(Provided records Opens)

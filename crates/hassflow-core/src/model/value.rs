// ── Converted values handed to callbacks ──

use std::fmt;

use serde::Serialize;
use serde_json::Value;

/// An entity state after conversion through its declared [`ValueType`].
///
/// [`ValueType`]: super::ValueType
#[derive(Debug, Clone, PartialEq, Serialize)]
#[serde(untagged)]
pub enum StateValue {
    Number(f64),
    Text(String),
}

impl StateValue {
    pub fn as_f64(&self) -> Option<f64> {
        match self {
            Self::Number(n) => Some(*n),
            Self::Text(_) => None,
        }
    }

    pub fn as_str(&self) -> Option<&str> {
        match self {
            Self::Text(s) => Some(s),
            Self::Number(_) => None,
        }
    }

    pub fn is_number(&self) -> bool {
        matches!(self, Self::Number(_))
    }
}

impl fmt::Display for StateValue {
    fn fmt(&self, f: &mut fmt::Formatter<'_>) -> fmt::Result {
        match self {
            Self::Number(n) => write!(f, "{n}"),
            Self::Text(s) => f.write_str(s),
        }
    }
}

impl From<f64> for StateValue {
    fn from(n: f64) -> Self {
        Self::Number(n)
    }
}

impl From<&str> for StateValue {
    fn from(s: &str) -> Self {
        Self::Text(s.to_owned())
    }
}

impl From<String> for StateValue {
    fn from(s: String) -> Self {
        Self::Text(s)
    }
}

impl PartialEq<f64> for StateValue {
    #[allow(clippy::float_cmp)]
    fn eq(&self, other: &f64) -> bool {
        self.as_f64().is_some_and(|n| n == *other)
    }
}

impl PartialEq<&str> for StateValue {
    fn eq(&self, other: &&str) -> bool {
        self.as_str() == Some(*other)
    }
}

/// Second argument of every change handler.
#[derive(Debug, Clone, PartialEq)]
pub struct StateChange<T> {
    pub prev_state: T,
}

/// One clause's current value, passed to combinator callbacks in
/// declaration order.
#[derive(Debug, Clone, PartialEq, Serialize)]
#[serde(untagged)]
pub enum PredicateValue {
    State(StateValue),
    Attribute(Value),
}

impl PredicateValue {
    pub fn as_f64(&self) -> Option<f64> {
        match self {
            Self::State(v) => v.as_f64(),
            Self::Attribute(v) => v.as_f64(),
        }
    }

    pub fn as_str(&self) -> Option<&str> {
        match self {
            Self::State(v) => v.as_str(),
            Self::Attribute(v) => v.as_str(),
        }
    }
}

impl fmt::Display for PredicateValue {
    fn fmt(&self, f: &mut fmt::Formatter<'_>) -> fmt::Result {
        match self {
            Self::State(v) => v.fmt(f),
            Self::Attribute(Value::String(s)) => f.write_str(s),
            Self::Attribute(v) => v.fmt(f),
        }
    }
}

(Provided records Closes)

— Your instructions —
Copy out all of the records above with nothing altered.

— Task response —
filename crates/hassflow-core/src/model/value.rs
// ── Converted values handed to callbacks ──

use std::fmt;

use serde::Serialize;
use serde_json::Value;

/// An entity state after conversion through its declared [`ValueType`].
///
/// [`ValueType`]: super::ValueType
#[derive(Debug, Clone, PartialEq, Serialize)]
#[serde(untagged)]
pub enum StateValue {
    Number(f64),
    Text(String),
}

impl StateValue {
    pub fn as_f64(&self) -> Option<f64> {
        match self {
            Self::Number(n) => Some(*n),
            Self::Text(_) => None,
        }
    }

    pub fn as_str(&self) -> Option<&str> {
        match self {
            Self::Text(s) => Some(s),
            Self::Number(_) => None,
        }
    }

    pub fn is_number(&self) -> bool {
        matches!(self, Self::Number(_))
    }
}

impl fmt::Display for StateValue {
    fn fmt(&self, f: &mut fmt::Formatter<'_>) -> fmt::Result {
        match self {
            Self::Number(n) => write!(f, "{n}"),
            Self::Text(s) => f.write_str(s),
        }
    }
}

impl From<f64> for StateValue {
    fn from(n: f64) -> Self {
        Self::Number(n)
    }
}

impl From<&str> for StateValue {
    fn from(s: &str) -> Self {
        Self::Text(s.to_owned())
    }
}

impl From<String> for StateValue {
    fn from(s: String) -> Self {
        Self::Text(s)
    }
}

impl PartialEq<f64> for StateValue {
    #[allow(clippy::float_cmp)]
    fn eq(&self, other: &f64) -> bool {
        self.as_f64().is_some_and(|n| n == *other)
    }
}

impl PartialEq<&str> for StateValue {
    fn eq(&self, other: &&str) -> bool {
        self.as_str() == Some(*other)
    }
}

/// Second argument of every change handler.
#[derive(Debug, Clone, PartialEq)]
pub struct StateChange<T> {
    pub prev_state: T,
}

/// One clause's current value, passed to combinator callbacks in
/// declaration order.
#[derive(Debug, Clone, PartialEq, Serialize)]
#[serde(untagged)]
pub enum PredicateValue {
    State(StateValue),
    Attribute(Value),
}

impl PredicateValue {
    pub fn as_f64(&self) -> Option<f64> {
        match self {
            Self::State(v) => v.as_f64(),
            Self::Attribute(v) => v.as_f64(),
        }
    }

    pub fn as_str(&self) -> Option<&str> {
        match self {
            Self::State(v) => v.as_str(),
            Self::Attribute(v) => v.as_str(),
        }
    }
}

impl fmt::Display for PredicateValue {
    fn fmt(&self, f: &mut fmt::Formatter<'_>) -> fmt::Result {
        match self {
            Self::State(v) => v.fmt(f),
            Self::Attribute(Value::String(s)) => f.write_str(s),
            Self::Attribute(v) => v.fmt(f),
        }
    }
}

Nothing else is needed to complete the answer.